Die Bulgarische orthodoxe Kirche ist einer der größten Grundstückbesitzer in Bulgarien. Die Nutzflächen der Kirche haben einen bedeutenden Anteil an der landwirtschaftlichen Produktion des Landes. Daher ist ein Beschluss der Kirchenväter von letzter Woche nicht nur mit einem Schmunzeln im Gesicht wahrzunehmen: Die orthodoxe Kirche hat ihren Pächtern verboten, jegliche Pflanzenschutzmittel zu verwenden. Damit wagt sie einen großen Schritt in Richtung Bioanbau.
Seit jeher gelten die Bauernhöfe der Klöster als einen Hort des biologischen Anbaus. Dort scheint die Zeit stehen geblieben zu sein, was aber nicht unbedingt im negativen Sinn zu verstehen ist. Tomaten, Gurken, Paprika, Zwiebeln, Äpfel, Birnen, Nektarinen, Apfelsinen, Milch, Honig, Fisch – das alles ist in den Klöstern zu haben, dazu noch garantiert naturgerecht hergestellt. Davon hat sich auch eine Delegation der Internationalen Vereinigung der ökologischen Landbaubewegungen (IFOAM) überzeugen können, die letzte Woche das Kloster Kremikowtzi nahe Sofia besucht hat.
Der Bioanbau boomt seit vielen Jahren weltweit, so auch in Bulgarien, obwohl man es im Supermarkt nicht sofort merken kann. Die Bauernhöfe, die biologisch anbauen, sind mittlerweile mehr als 6000 an der Zahl, doch rund 90 Prozent ihrer Produktion wird nach Deutschland, Österreich, in die Schweiz und in die skandinavischen Länder exportiert. Dazu zählen in erster Linie Obst und Gemüse, aber auch Käse und Fleisch. Die Produkte werden allerdings im Ausland verpackt und für den Kunden ist es kaum möglich zu erfahren, woher sie stammen. Und die Exporte sind so groß, weil die Nachfrage in Bulgarien selbst noch zu gering ist. Außerdem ist die Kaufkraft in Bulgarien so niedrig, dass sich die Kunden die hohe Qualität der Bioprodukte in der Regel nicht leisten können.
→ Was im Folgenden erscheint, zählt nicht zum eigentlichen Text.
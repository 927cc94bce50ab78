use clap::Parser;
use std::panic::{self, PanicHookInfo};
use swissinno_ble::app::{Cli, RunError};
use tracing_subscriber::EnvFilter;

/// Exit codes for the application
const EXIT_SUCCESS: i32 = 0;
const EXIT_ERROR: i32 = 1;
const EXIT_PANIC: i32 = 2;

/// Log to stderr, leaving stdout for readings.
///
/// `RUST_LOG` takes precedence over `--verbose`.
fn init_tracing(verbose: bool) {
    let default = if verbose {
        "info,swissinno_ble=debug"
    } else {
        "info"
    };
    let filter = EnvFilter::try_from_default_env().unwrap_or_else(|_| EnvFilter::new(default));
    tracing_subscriber::fmt()
        .with_env_filter(filter)
        .with_writer(std::io::stderr)
        .init();
}

#[cfg(feature = "bluer")]
async fn run(cli: Cli) -> Result<(), RunError> {
    use std::sync::Arc;
    use swissinno_ble::app::{Command, run_reset, run_with_io};
    use swissinno_ble::freshness::SystemClock;
    use swissinno_ble::scanner::bluer::BluerSource;
    use tokio_util::sync::CancellationToken;

    let source = Arc::new(BluerSource::new().await?);

    match cli.command {
        Command::Watch(options) => {
            let cancel = CancellationToken::new();
            let on_signal = cancel.clone();
            tokio::spawn(async move {
                if tokio::signal::ctrl_c().await.is_ok() {
                    tracing::info!("interrupted, shutting down");
                }
                on_signal.cancel();
            });

            run_with_io(
                options,
                source,
                Arc::new(SystemClock),
                cancel,
                &mut std::io::stdout(),
            )
            .await
        }
        Command::Reset(options) => run_reset(options, source.as_ref()).await,
    }
}

#[cfg(not(feature = "bluer"))]
async fn run(_cli: Cli) -> Result<(), RunError> {
    Err(swissinno_ble::ScanError::BackendNotAvailable("bluer".to_string()).into())
}

#[tokio::main(flavor = "current_thread")]
async fn main() {
    // Set up panic hook to ensure clean exit codes for process managers
    // (e.g., systemd) that monitor exit status
    panic::set_hook(Box::new(move |info: &PanicHookInfo| {
        eprintln!("Panic! {}", info);
        std::process::exit(EXIT_PANIC);
    }));

    let cli = Cli::parse();
    init_tracing(cli.verbose);

    match run(cli).await {
        Ok(()) => std::process::exit(EXIT_SUCCESS),
        Err(why) => {
            eprintln!("error: {}", why);
            std::process::exit(EXIT_ERROR);
        }
    }
}
//! Entities exposed for each trap.
//!
//! A trap is presented as a handful of entities, each reading one field of the
//! coordinator's [`TrapReading`]. Consumers see them through two capabilities:
//! [`HasValue`] for the current state and [`HasAvailability`] for whether that
//! state can be trusted.

use crate::address::DeviceAddress;
use crate::freshness;
use crate::reading::TrapReading;
use chrono::{DateTime, Utc};
use serde::Serialize;

pub const MANUFACTURER: &str = "Swissinno (unofficial)";
pub const MODEL: &str = "Mouse Trap";

/// The physical device the entities belong to.
#[derive(Debug, Clone, PartialEq, Eq, Serialize)]
pub struct DeviceInfo {
    /// Lowercase address; stable across renames
    pub identifier: String,
    pub name: String,
    pub manufacturer: &'static str,
    pub model: &'static str,
}

impl DeviceInfo {
    pub fn new(address: DeviceAddress, name: impl Into<String>) -> Self {
        Self {
            identifier: address.to_lowercase_string(),
            name: name.into(),
            manufacturer: MANUFACTURER,
            model: MODEL,
        }
    }
}

/// State of a single entity.
#[derive(Debug, Clone, PartialEq, Serialize)]
#[serde(tag = "type", content = "value", rename_all = "snake_case")]
pub enum EntityValue {
    Binary(bool),
    Voltage(f64),
    Percent(u8),
    Timestamp(DateTime<Utc>),
    Text(String),
}

/// Entities that carry a value.
pub trait HasValue {
    /// Current value, or `None` when unknown.
    fn value(&self, reading: &TrapReading) -> Option<EntityValue>;
}

/// Entities that can become unavailable.
pub trait HasAvailability {
    fn available(&self, reading: &TrapReading, now: DateTime<Utc>) -> bool;
}

#[derive(Debug, Clone, Copy, PartialEq, Eq, Hash)]
pub enum EntityKind {
    /// Triggered flag
    Status,
    BatteryVoltage,
    Battery,
    LastUpdate,
    /// Last payload as hex; for diagnostics
    RawBeacon,
    Reset,
}

impl EntityKind {
    /// All kinds, in the order they are presented.
    pub const ALL: [EntityKind; 6] = [
        EntityKind::Status,
        EntityKind::BatteryVoltage,
        EntityKind::Battery,
        EntityKind::LastUpdate,
        EntityKind::RawBeacon,
        EntityKind::Reset,
    ];

    pub fn name_suffix(self) -> &'static str {
        match self {
            EntityKind::Status => "Status",
            EntityKind::BatteryVoltage => "Battery Voltage",
            EntityKind::Battery => "Battery",
            EntityKind::LastUpdate => "Last Update",
            EntityKind::RawBeacon => "Raw Beacon",
            EntityKind::Reset => "Reset",
        }
    }

    pub fn unique_suffix(self) -> &'static str {
        match self {
            EntityKind::Status => "status",
            EntityKind::BatteryVoltage => "voltage",
            EntityKind::Battery => "battery",
            EntityKind::LastUpdate => "last_update",
            EntityKind::RawBeacon => "raw_beacon",
            EntityKind::Reset => "reset_button",
        }
    }

    pub fn unit(self) -> Option<&'static str> {
        match self {
            EntityKind::BatteryVoltage => Some("V"),
            EntityKind::Battery => Some("%"),
            _ => None,
        }
    }

    pub fn enabled_by_default(self) -> bool {
        self != EntityKind::RawBeacon
    }
}

/// One entity of a trap.
#[derive(Debug, Clone, PartialEq, Eq)]
pub struct TrapEntity {
    pub kind: EntityKind,
    pub unique_id: String,
    pub name: String,
    pub device: DeviceInfo,
}

impl TrapEntity {
    pub fn new(kind: EntityKind, device: &DeviceInfo) -> Self {
        Self {
            kind,
            unique_id: format!("{}_{}", device.identifier, kind.unique_suffix()),
            name: format!("{} {}", device.name, kind.name_suffix()),
            device: device.clone(),
        }
    }

    pub fn enabled_by_default(&self) -> bool {
        self.kind.enabled_by_default()
    }
}

impl HasValue for TrapEntity {
    fn value(&self, reading: &TrapReading) -> Option<EntityValue> {
        match self.kind {
            EntityKind::Status => reading.triggered.map(EntityValue::Binary),
            EntityKind::BatteryVoltage => reading.voltage.map(EntityValue::Voltage),
            EntityKind::Battery => reading.battery_percent.map(EntityValue::Percent),
            EntityKind::LastUpdate => reading.last_update.map(EntityValue::Timestamp),
            EntityKind::RawBeacon => reading.raw_hex.clone().map(EntityValue::Text),
            EntityKind::Reset => None,
        }
    }
}

/// Sensors go stale with the reading. The reset button stays usable however
/// long the trap has been silent; a running reset is tracked by the
/// [`ResetButton`](crate::reset::ResetButton) itself.
impl HasAvailability for TrapEntity {
    fn available(&self, reading: &TrapReading, now: DateTime<Utc>) -> bool {
        match self.kind {
            EntityKind::Reset => true,
            _ => freshness::is_available(reading.last_update, now),
        }
    }
}

/// All entities for one trap.
pub fn entities(device: &DeviceInfo) -> Vec<TrapEntity> {
    EntityKind::ALL
        .iter()
        .map(|&kind| TrapEntity::new(kind, device))
        .collect()
}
Die Bio-Landwirte machen inzwischen 2 Prozent aus und ihre Zahl wächst ständig.
Es steigt aber nicht nur die Zahl der Bio-Bauern – es mehren sich auch die Sorten von Obst und Gemüse, die angebaut werden. Neben den für Bulgarien traditionellen Spinat, Kopfsalat, Kräutern, Bohnen, Zucchini, Auberginen, Mais, Kürbis usw. bauen die Landwirte mittlerweile auch Oliven, Kiwi und Artischocke an, und es mehren sich auch die Imker, die Bio-Honig herstellen, sowie die Winzer, die auf Bio-Wein setzen.
Die größten Probleme der Biolandwirtschaft in Bulgarien sei die stiefmütterliche Politik des Staates, der die Bioproduktion keinesfalls fördert. Im neuen EU-Haushalt 2014-2020 sind zugleich aber wesentlich mehr Mittel für die Förderung des biologischen Anbaus. Die Mittel für Bulgarien verfünffachen sich von 33 Millionen Euro in der vorigen Haushaltsperiode auf 152 Millionen Euro bis 2020. Das reicht den Biobauern in Bulgarien wohl nicht und sie fordern vom Landwirtschaftsministerium konkrete und gezielte Programme.
Doch, wenn man ganz ehrlich ist, so kann man die kleinen und schmucken Läden der Biobauern in den Großstädten nicht umgehen. Bäcker, Molkereien, Käsereien und Gemüseanbauer haben eine Nische in den Großstädten entdeckt, wo man den Geschmack von Tomaten, Schafskäse und Milch von früher vergessen hat und sich danach sehnt. Und obwohl die dort angebotenen Bioprodukte etwas teurer sind, als im Supermarkt, haben die kleinen Läden mittlerweile ihre Stammkundschaft. Nachdem nun auch die Kirche die Biolandwirtschaft abgesegnet hat, dürfen wir auf Läden der orthodoxen Kirche gespannt sein. Wer weiß?